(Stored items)
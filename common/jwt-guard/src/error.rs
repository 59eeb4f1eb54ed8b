use axum::http::header::WWW_AUTHENTICATE;
use axum::http::{HeaderValue, StatusCode};
use axum::response::{IntoResponse, Response};
use axum::Json;
use serde::Serialize;
use thiserror::Error;

pub type AuthResult<T> = Result<T, AuthError>;
pub type KeyResult<T> = Result<T, KeyError>;

/// Every way a request can fail validation. Messages never carry key
/// material or the raw token.
#[derive(Debug, Error)]
pub enum AuthError {
    #[error("no bearer token found in request")]
    MissingToken,
    #[error("malformed token: {0}")]
    MalformedToken(String),
    #[error("token carries no signature headers")]
    NoHeaders,
    #[error("token algorithm '{found}' does not match expected {expected:?}")]
    InvalidAlgorithm {
        expected: jsonwebtoken::Algorithm,
        found: String,
    },
    #[error("failed to resolve verification key: {0}")]
    KeyResolution(#[source] KeyError),
    #[error("token signature verification failed")]
    InvalidSignature,
    #[error("malformed claim payload: {0}")]
    InvalidJson(String),
    #[error("invalid claim '{0}' with value '{1}'")]
    InvalidClaim(&'static str, String),
    #[error("token claims rejected: {0}")]
    Claims(#[from] ClaimsError),
}

/// Failures raised by a [`SecretProvider`](crate::SecretProvider).
#[derive(Debug, Error)]
pub enum KeyError {
    #[error("token missing kid header")]
    MissingKeyId,
    #[error("no decoding key registered for kid '{0}'")]
    UnknownKeyId(String),
    #[error("token missing iss claim")]
    MissingIssuer,
    #[error("no key source registered for issuer '{0}'")]
    UnknownIssuer(String),
    #[error("failed to parse decoding key '{0}': {1}")]
    KeyParse(String, String),
    #[error("failed to fetch JWKS: {0}")]
    JwksFetch(String),
    #[error("failed to parse JWKS response: {0}")]
    JwksDecode(String),
    #[error("JWKS entry missing key id (kid)")]
    JwksMissingKid,
    #[error("key source unavailable: {0}")]
    Unavailable(String),
}

/// Registered-claim checks that a verified token failed.
#[derive(Debug, Clone, PartialEq, Eq, Error)]
pub enum ClaimsError {
    #[error("issuer {found:?} does not match expected '{expected}'")]
    IssuerMismatch {
        expected: String,
        found: Option<String>,
    },
    #[error("audience does not contain '{missing}'")]
    AudienceMismatch { missing: String },
    #[error("token is not valid yet")]
    NotYetValid,
    #[error("token has expired")]
    Expired,
    #[error("token was issued in the future")]
    IssuedInFuture,
}

impl From<KeyError> for AuthError {
    fn from(value: KeyError) -> Self {
        Self::KeyResolution(value)
    }
}

impl From<jsonwebtoken::errors::Error> for AuthError {
    fn from(value: jsonwebtoken::errors::Error) -> Self {
        use jsonwebtoken::errors::ErrorKind;

        match value.kind() {
            ErrorKind::Json(err) => Self::InvalidJson(err.to_string()),
            ErrorKind::InvalidToken | ErrorKind::Base64(_) | ErrorKind::Utf8(_) => {
                Self::MalformedToken(value.to_string())
            }
            // Bad signatures and keys that cannot serve the pinned algorithm alike.
            _ => Self::InvalidSignature,
        }
    }
}

impl AuthError {
    /// Stable machine-readable code, suitable for log fields and metric labels.
    pub fn code(&self) -> &'static str {
        match self {
            AuthError::MissingToken => "AUTH_MISSING_TOKEN",
            AuthError::MalformedToken(_) => "AUTH_MALFORMED_TOKEN",
            AuthError::NoHeaders => "AUTH_NO_HEADERS",
            AuthError::InvalidAlgorithm { .. } => "AUTH_ALGORITHM",
            AuthError::KeyResolution(inner) => inner.code(),
            AuthError::InvalidSignature => "AUTH_SIGNATURE",
            AuthError::InvalidJson(_) | AuthError::InvalidClaim(_, _) => "AUTH_CLAIMS_DECODE",
            AuthError::Claims(inner) => inner.code(),
        }
    }

    fn status(&self) -> StatusCode {
        match self {
            AuthError::KeyResolution(inner) if inner.is_infrastructure() => {
                StatusCode::INTERNAL_SERVER_ERROR
            }
            _ => StatusCode::UNAUTHORIZED,
        }
    }
}

impl KeyError {
    pub fn code(&self) -> &'static str {
        match self {
            KeyError::MissingKeyId | KeyError::UnknownKeyId(_) => "AUTH_KEY",
            KeyError::MissingIssuer | KeyError::UnknownIssuer(_) => "AUTH_ISSUER_KEY",
            KeyError::KeyParse(_, _) => "AUTH_KEY_PARSE",
            KeyError::JwksFetch(_) | KeyError::JwksDecode(_) | KeyError::JwksMissingKid => {
                "AUTH_JWKS"
            }
            KeyError::Unavailable(_) => "AUTH_KEY_UNAVAILABLE",
        }
    }

    /// True when the failure lies with the key source rather than the token.
    pub fn is_infrastructure(&self) -> bool {
        matches!(
            self,
            KeyError::KeyParse(_, _)
                | KeyError::JwksFetch(_)
                | KeyError::JwksDecode(_)
                | KeyError::JwksMissingKid
                | KeyError::Unavailable(_)
        )
    }
}

impl ClaimsError {
    pub fn code(&self) -> &'static str {
        match self {
            ClaimsError::IssuerMismatch { .. } => "AUTH_ISSUER",
            ClaimsError::AudienceMismatch { .. } => "AUTH_AUDIENCE",
            ClaimsError::NotYetValid => "AUTH_NOT_YET_VALID",
            ClaimsError::Expired => "AUTH_EXPIRED",
            ClaimsError::IssuedInFuture => "AUTH_ISSUED_IN_FUTURE",
        }
    }
}

#[derive(Debug, Serialize)]
struct ErrorBody {
    code: &'static str,
    message: String,
}

impl IntoResponse for AuthError {
    fn into_response(self) -> Response {
        let status = self.status();
        let body = ErrorBody {
            code: self.code(),
            message: self.to_string(),
        };

        let mut response = (status, Json(body)).into_response();
        if status == StatusCode::UNAUTHORIZED {
            response
                .headers_mut()
                .insert(WWW_AUTHENTICATE, HeaderValue::from_static("Bearer"));
        }
        response
    }
}
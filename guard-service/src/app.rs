use std::sync::Arc;

use axum::http::header::{ACCEPT, AUTHORIZATION, CONTENT_TYPE};
use axum::http::{HeaderValue, Method};
use axum::middleware::from_fn_with_state;
use axum::routing::get;
use axum::{Extension, Json, Router};
use jwt_guard::{require_jwt, AuthContext, JwtValidator};
use serde_json::Value;
use tower_http::cors::{AllowOrigin, CorsLayer};

/// `/whoami` sits behind [`require_jwt`]; `/healthz` stays open.
pub fn build_router(validator: Arc<JwtValidator>, allowed_origins: &[String]) -> Router {
    let cors = CorsLayer::new()
        .allow_origin(AllowOrigin::list(
            allowed_origins
                .iter()
                .filter_map(|origin| origin.parse::<HeaderValue>().ok())
                .collect::<Vec<_>>(),
        ))
        .allow_methods([Method::GET])
        .allow_headers([ACCEPT, AUTHORIZATION, CONTENT_TYPE]);

    Router::new()
        .route("/whoami", get(whoami))
        .route_layer(from_fn_with_state(validator, require_jwt))
        .route("/healthz", get(|| async { "ok" }))
        .layer(cors)
}

async fn whoami(Extension(auth): Extension<AuthContext>) -> Json<Value> {
    Json(auth.into_claims().raw)
}
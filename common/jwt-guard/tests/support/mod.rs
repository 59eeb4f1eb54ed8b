#![allow(dead_code)]

use std::sync::atomic::{AtomicUsize, Ordering};
use std::sync::Arc;

use base64::engine::general_purpose::URL_SAFE_NO_PAD;
use base64::Engine;
use chrono::Utc;
use jsonwebtoken::{encode, Algorithm, DecodingKey, EncodingKey, Header};
use jwt_guard::{JwtConfig, JwtValidator, KeyResult, SecretProvider, Token};
use rsa::pkcs1::{EncodeRsaPrivateKey, EncodeRsaPublicKey, LineEnding};
use rsa::rand_core::OsRng;
use rsa::traits::PublicKeyParts;
use rsa::RsaPrivateKey;
use serde_json::{json, Value};

pub const SECRET: &[u8] = b"integration-test-secret";
pub const ISSUER: &str = "example";
pub const AUDIENCE: &str = "svc";

/// Provider handing out `key` while counting how often it was asked.
pub struct CountingProvider {
    key: DecodingKey,
    calls: AtomicUsize,
}

impl CountingProvider {
    pub fn new(key: DecodingKey) -> Arc<Self> {
        Arc::new(Self {
            key,
            calls: AtomicUsize::new(0),
        })
    }

    pub fn hmac() -> Arc<Self> {
        Self::new(DecodingKey::from_secret(SECRET))
    }

    pub fn calls(&self) -> usize {
        self.calls.load(Ordering::SeqCst)
    }
}

#[async_trait::async_trait]
impl SecretProvider for CountingProvider {
    async fn secret(&self, _token: &Token) -> KeyResult<DecodingKey> {
        self.calls.fetch_add(1, Ordering::SeqCst);
        Ok(self.key.clone())
    }
}

pub fn validator_with(provider: Arc<CountingProvider>, algorithm: Algorithm) -> JwtValidator {
    JwtValidator::new(JwtConfig::new(provider, [AUDIENCE], ISSUER, algorithm))
}

pub fn now() -> i64 {
    Utc::now().timestamp()
}

pub fn sign_hs256(claims: &Value) -> String {
    sign_with(Header::new(Algorithm::HS256), claims, &EncodingKey::from_secret(SECRET))
}

pub fn sign_with(header: Header, claims: &Value, key: &EncodingKey) -> String {
    encode(&header, claims, key).expect("sign token")
}

pub struct RsaKeys {
    pub encoding: EncodingKey,
    pub public_pem: String,
    pub modulus: String,
    pub exponent: String,
}

impl RsaKeys {
    /// JWK entry publishing this key as a signing key under `kid`.
    pub fn jwk(&self, kid: &str) -> Value {
        json!({
            "kid": kid,
            "kty": "RSA",
            "alg": "RS256",
            "use": "sig",
            "n": self.modulus,
            "e": self.exponent
        })
    }
}

pub fn generate_rsa() -> RsaKeys {
    let mut rng = OsRng;
    let private_key = RsaPrivateKey::new(&mut rng, 2048).expect("key generation");
    let private_pem = private_key
        .to_pkcs1_pem(LineEnding::LF)
        .expect("private pem");
    let public_key = private_key.to_public_key();
    let public_pem = public_key
        .to_pkcs1_pem(LineEnding::LF)
        .expect("public pem");

    RsaKeys {
        encoding: EncodingKey::from_rsa_pem(private_pem.as_bytes()).expect("encoding key"),
        public_pem,
        modulus: URL_SAFE_NO_PAD.encode(public_key.n().to_bytes_be()),
        exponent: URL_SAFE_NO_PAD.encode(public_key.e().to_bytes_be()),
    }
}
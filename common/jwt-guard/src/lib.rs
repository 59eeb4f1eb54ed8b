//! Request-time JWT validation.
//!
//! [`JwtValidator`] extracts a bearer token, pins the signing algorithm,
//! resolves the verification key through a [`SecretProvider`], verifies the
//! signature and checks the registered claims. [`require_jwt`] and
//! [`AuthContext`] plug it into axum.

pub mod claims;
pub mod config;
pub mod error;
pub mod extract;
pub mod jwks;
pub mod keystore;
pub mod middleware;
pub mod provider;
pub mod token;
pub mod validator;

pub use claims::{Claims, ExpectedClaims};
pub use config::JwtConfig;
pub use error::{AuthError, AuthResult, ClaimsError, KeyError, KeyResult};
pub use extract::{BearerHeader, CookieToken, FirstOf, QueryToken, TokenExtractor};
pub use jsonwebtoken::{Algorithm, DecodingKey};
pub use jwks::{JwksFetcher, JwksProvider};
pub use keystore::InMemoryKeyStore;
pub use middleware::{require_jwt, AuthContext};
pub use provider::{IssuerRouter, SecretProvider, StaticSecret};
pub use token::{Header, Signature, Token};
pub use validator::{JwtValidator, VerifiedToken};
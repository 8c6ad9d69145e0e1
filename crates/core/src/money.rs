//! Rupiah amounts
//!
//! Every price in the storefront is Indonesian Rupiah. Amounts are held as
//! [`Money`] in IDR minor units so that percentage maths never touches floats.

use rust_decimal::{Decimal, RoundingStrategy, prelude::ToPrimitive};
use rusty_money::{
    Money,
    iso::{self, Currency},
};
use thiserror::Error;

/// A Rupiah amount.
pub type Rupiah = Money<'static, Currency>;

/// IDR minor units per whole rupiah.
pub const MINOR_PER_RUPIAH: i64 = 100;

/// Errors raised converting external amounts into [`Rupiah`].
#[derive(Debug, Error, PartialEq)]
pub enum AmountError {
    /// The amount does not fit in minor units.
    #[error("amount {0} is out of range")]
    OutOfRange(Decimal),

    /// The amount is negative where only non-negative values make sense.
    #[error("amount {0} must not be negative")]
    Negative(Decimal),
}

/// Build an amount from whole rupiah.
pub fn rupiah(amount: i64) -> Rupiah {
    Money::from_minor(amount.saturating_mul(MINOR_PER_RUPIAH), iso::IDR)
}

/// Build an amount from IDR minor units.
pub fn from_minor(minor: i64) -> Rupiah {
    Money::from_minor(minor, iso::IDR)
}

/// Zero rupiah.
pub fn zero() -> Rupiah {
    from_minor(0)
}

/// Convert a decimal rupiah value (as sent by the API) into an amount,
/// rounding to the nearest minor unit.
///
/// # Errors
///
/// Returns [`AmountError::OutOfRange`] if the value overflows minor units.
pub fn from_decimal(amount: Decimal) -> Result<Rupiah, AmountError> {
    amount
        .checked_mul(Decimal::from(MINOR_PER_RUPIAH))
        .map(|minor| minor.round_dp_with_strategy(0, RoundingStrategy::MidpointAwayFromZero))
        .and_then(|minor| minor.to_i64())
        .map(from_minor)
        .ok_or(AmountError::OutOfRange(amount))
}

/// Like [`from_decimal`], but rejects negative values.
///
/// # Errors
///
/// Returns [`AmountError::Negative`] for values below zero, or
/// [`AmountError::OutOfRange`] if the value overflows minor units.
pub fn from_non_negative_decimal(amount: Decimal) -> Result<Rupiah, AmountError> {
    if amount.is_sign_negative() && !amount.is_zero() {
        return Err(AmountError::Negative(amount));
    }

    from_decimal(amount)
}

/// Express an amount as decimal rupiah, the unit the API expects.
pub fn to_decimal(amount: &Rupiah) -> Decimal {
    Decimal::new(amount.to_minor_units(), 2)
}

/// Format an amount the Indonesian way, e.g. `Rp 12.000`.
///
/// Amounts are rounded to whole rupiah and grouped in thousands with `.`.
pub fn format_rupiah(amount: &Rupiah) -> String {
    let minor = amount.to_minor_units();
    let whole = minor.unsigned_abs().saturating_add(50) / MINOR_PER_RUPIAH.unsigned_abs();

    let digits = whole.to_string();
    let mut grouped = String::with_capacity(digits.len() + digits.len() / 3);

    for (index, digit) in digits.chars().enumerate() {
        if index > 0 && (digits.len() - index) % 3 == 0 {
            grouped.push('.');
        }

        grouped.push(digit);
    }

    if minor < 0 && whole > 0 {
        format!("-Rp {grouped}")
    } else {
        format!("Rp {grouped}")
    }
}

#[cfg(test)]
mod tests {
    use std::str::FromStr;

    use testresult::TestResult;

    use super::*;

    #[test]
    fn formats_thousands_with_dots() {
        assert_eq!(format_rupiah(&rupiah(12_000)), "Rp 12.000");
        assert_eq!(format_rupiah(&rupiah(1_250_500)), "Rp 1.250.500");
        assert_eq!(format_rupiah(&rupiah(999)), "Rp 999");
        assert_eq!(format_rupiah(&zero()), "Rp 0");
    }

    #[test]
    fn formats_negative_amounts() {
        assert_eq!(format_rupiah(&rupiah(-5_000)), "-Rp 5.000");
    }

    #[test]
    fn rounds_minor_units_to_whole_rupiah() {
        assert_eq!(format_rupiah(&from_minor(1_234_550)), "Rp 12.346");
        assert_eq!(format_rupiah(&from_minor(1_234_549)), "Rp 12.345");
        assert_eq!(format_rupiah(&from_minor(-20)), "Rp 0");
    }

    #[test]
    fn converts_api_decimals() -> TestResult {
        let amount = from_decimal(Decimal::from_str("12500.50")?)?;

        assert_eq!(amount, from_minor(1_250_050));
        assert_eq!(to_decimal(&amount), Decimal::from_str("12500.50")?);

        Ok(())
    }

    #[test]
    fn rejects_negative_where_required() -> TestResult {
        let result = from_non_negative_decimal(Decimal::from_str("-1")?);

        assert!(matches!(result, Err(AmountError::Negative(_))));
        assert_eq!(from_non_negative_decimal(Decimal::ZERO)?, zero());

        Ok(())
    }

    #[test]
    fn rejects_out_of_range_decimals() {
        assert!(matches!(
            from_decimal(Decimal::MAX),
            Err(AmountError::OutOfRange(_))
        ));
    }
}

Brief:
Only lines that contain "JwtValidator" are needed, so copy each of them from the data.

Task answer:
use jwt_guard::{require_jwt, AuthContext, JwtValidator};
pub fn build_router(validator: Arc<JwtValidator>, allowed_origins: &[String]) -> Router {
use jwt_guard::{JwtConfig, JwtValidator, KeyResult, SecretProvider, Token};
pub fn validator_with(provider: Arc<CountingProvider>, algorithm: Algorithm) -> JwtValidator {
    JwtValidator::new(JwtConfig::new(provider, [AUDIENCE], ISSUER, algorithm))
//! [`JwtValidator`] extracts a bearer token, pins the signing algorithm,
pub use validator::{JwtValidator, VerifiedToken};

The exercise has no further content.